Single by Imany

from the album The Wrong Kind of War
- Released: 18 September 2015
- Genre: Deep house
- Length: 3:10
- Songwriters: Nadia Mladjao Stéfane Goldman

Imany singles chronology
| "The Good the Bad & the Crazy" (2014) | "Don't Be So Shy" (2015) | "There Were Tears" (2016) |

= Don't Be So Shy =

2015 single by Imany

"Don't Be So Shy" is a song by French singer Imany. The song was written by Imany and music by Nadia Mladjao (Imany) and Stéfane Goldman. A remixed version by Filatov & Karas became a pan-European and international hit for Imany and her biggest hit.
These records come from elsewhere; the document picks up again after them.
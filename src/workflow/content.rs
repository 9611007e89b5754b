//! Content publishing: build the discussion body and push it to the host

use crate::config::RepoConfig;
use crate::error::{Error, Result};
use crate::git::GitBackend;
use crate::platform::DiscussionHost;
use crate::report::Reporter;
use crate::tools::Summarizer;
use crate::types::Session;
use chrono::{DateTime, Utc};

/// Section headings accepted as a ready-made summary
const SUMMARY_HEADINGS: &[&str] = &["summary", "abstract", "objective", "overview"];

/// Maximum lines lifted from a summary section
const MAX_SUMMARY_LINES: usize = 20;

/// Maximum non-empty lines lifted from the introduction
const MAX_INTRO_LINES: usize = 10;

/// Prompt prepended to the proposal text when asking the summarizer
pub const SUMMARY_PROMPT: &str = "Summarize the following design proposal in 2-3 short paragraphs \
for a discussion post. Cover the problem being solved, the proposed approach, and any notable \
trade-offs. Output only the summary text, no preamble.";

/// Extract the proposal title from its leading `# Title` heading
pub fn extract_title(content: &str) -> Option<String> {
    content.lines().find_map(|line| {
        line.strip_prefix("# ")
            .map(str::trim)
            .filter(|t| !t.is_empty())
            .map(ToString::to_string)
    })
}

fn is_metadata_bullet(line: &str) -> bool {
    let trimmed = line.trim_start();
    trimmed.starts_with("*   **") || trimmed.starts_with("* **") || trimmed.starts_with("- **")
}

/// Extract a summary from the proposal text without external tools
///
/// Prefers a dedicated summary section; falls back to the introduction
/// paragraphs after the title, and finally to a pointer at the full document.
pub fn extract_summary(content: &str) -> String {
    let lines: Vec<&str> = content.lines().collect();

    // A dedicated summary section wins.
    for (i, line) in lines.iter().enumerate() {
        let heading = line.trim().to_lowercase();
        let is_summary_heading = SUMMARY_HEADINGS
            .iter()
            .any(|h| heading == format!("## {h}") || heading == format!("### {h}"));
        if !is_summary_heading {
            continue;
        }

        let mut section = Vec::new();
        let mut truncated = false;
        for l in &lines[i + 1..] {
            if l.trim_start().starts_with('#') {
                break;
            }
            if section.len() >= MAX_SUMMARY_LINES {
                truncated = true;
                break;
            }
            section.push(*l);
        }

        let mut summary = section.join("\n").trim().to_string();
        if summary.is_empty() {
            continue;
        }
        if truncated {
            summary.push_str("\n\n*[Summary truncated. See the full proposal for details.]*");
        }
        return summary;
    }

    // No section; lift the introduction between the title and the first
    // subsequent heading, skipping the metadata bullets.
    if let Some(title_idx) = lines.iter().position(|l| l.starts_with("# ")) {
        let mut intro = Vec::new();
        let mut taken = 0;
        for l in &lines[title_idx + 1..] {
            if l.trim_start().starts_with('#') || taken >= MAX_INTRO_LINES {
                break;
            }
            if is_metadata_bullet(l) {
                continue;
            }
            if l.trim().is_empty() {
                if !intro.is_empty() {
                    intro.push("");
                }
                continue;
            }
            intro.push(*l);
            taken += 1;
        }

        while intro.last().is_some_and(|l| l.is_empty()) {
            intro.pop();
        }
        if !intro.is_empty() {
            let mut summary = intro.join("\n").trim().to_string();
            summary.push_str("\n\n*[This is an excerpt. See the full proposal for details.]*");
            return summary;
        }
    }

    "See the full proposal document for details.".to_string()
}

/// Assemble the published discussion body
pub fn build_discussion_body(
    config: &RepoConfig,
    proposal_path: &str,
    review_url: &str,
    title: &str,
    summary: &str,
    updated_at: DateTime<Utc>,
) -> String {
    let blob_url = config.blob_url(proposal_path);

    let mut body = format!(
        "# {title}\n\
         \n\
         **Status**: Under review\n\
         \n\
         {summary}\n\
         \n\
         ## Full Proposal\n\
         \n\
         The complete proposal document is available at:\n\
         [{proposal_path}]({blob_url})\n"
    );

    if !review_url.is_empty() {
        body.push_str(&format!(
            "\nThe change introducing this proposal is under review at:\n{review_url}\n"
        ));
    }

    body.push_str(&format!(
        "\n## How to Comment\n\
         \n\
         Please use this discussion thread for feedback on the proposal. Comments on specific \
         wording belong on the review itself.\n\
         \n\
         ---\n\
         *Last updated: {}*",
        updated_at.format("%Y-%m-%d %H:%M:%S UTC")
    ));

    body
}

/// Publish the proposal summary to its discussion
///
/// Summarization prefers the generative tool when requested and degrades to
/// the heuristic extractor on any failure. Publishing failures are reported
/// with a manual-update pointer but never abort the run; the repository
/// state is already correct at this point.
pub async fn publish_content(
    session: &mut Session,
    git: &dyn GitBackend,
    host: &dyn DiscussionHost,
    summarizer: &dyn Summarizer,
    config: &RepoConfig,
    reporter: &dyn Reporter,
) -> Result<()> {
    reporter.info(&format!(
        "Publishing proposal content to discussion #{}...",
        session.discussion_id
    ));

    // In a draft dry run the rename never happened, so the commit still
    // holds the placeholder path.
    let path = if session.dry_run && session.is_draft() {
        &session.proposal_path
    } else {
        &session.renamed_path
    };
    let content = git.show_file(&session.commit_ref, path).await?;

    // Drafts were title-checked at discussion creation; a numbered document
    // without a heading still publishes under a generic title.
    let title = extract_title(&content).unwrap_or_else(|| "Design Proposal".to_string());

    let summary = if session.use_ai {
        reporter.info("Generating summary with AI...");
        match summarizer
            .summarize(&format!("{SUMMARY_PROMPT}\n\n{content}"))
            .await
        {
            Ok(summary) => summary,
            Err(e) => {
                reporter.warn(&format!(
                    "AI summary generation failed ({e}), falling back to extraction"
                ));
                extract_summary(&content)
            }
        }
    } else {
        extract_summary(&content)
    };

    let body = build_discussion_body(
        config,
        &session.renamed_path,
        &session.review_url,
        &title,
        &summary,
        Utc::now(),
    );

    if session.dry_run {
        reporter.info(&format!(
            "[dry run] Would update discussion #{} with title: {title}",
            session.discussion_id
        ));
        let preview: String = body.chars().take(500).collect();
        reporter.info(&format!("[dry run] Body preview:\n{preview}"));
        return Ok(());
    }

    let number: u64 = session
        .discussion_id
        .parse()
        .map_err(|_| Error::Parse(format!("discussion number: {}", session.discussion_id)))?;

    let published = async {
        let discussion = host
            .fetch_discussion(number)
            .await?
            .ok_or_else(|| Error::DiscussionNotFound(session.discussion_id.clone()))?;
        host.update_discussion(&discussion.id, &body).await
    }
    .await;

    match published {
        Ok(()) => {
            reporter.success(&format!(
                "Published proposal content to discussion #{}",
                session.discussion_id
            ));
        }
        Err(e) => {
            reporter.warn(&format!("Could not publish discussion content: {e}"));
            reporter.warn(&format!(
                "Please update manually at: {}",
                session.discussion_url
            ));
        }
    }

    Ok(())
}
It was used in the soundtrack of the 2014 film Sous les jupes des filles (also known by the English title French Women), where two versions are used, one by Sherika Sherard and the other by Imany dubbed "Don't Be so Shy (Work in Progress)".

==Filatov & Karas remix==
In August 2015, the song was remixed by the Russian DJ duo Filatov & Karas. This version became a hit across Europe, topping the charts in Slovenia, Russia, Poland, France, Germany and Austria and charting highly on other European singles charts.

This version later appeared on Imany's album The Wrong Kind of War, released on 26 August 2016.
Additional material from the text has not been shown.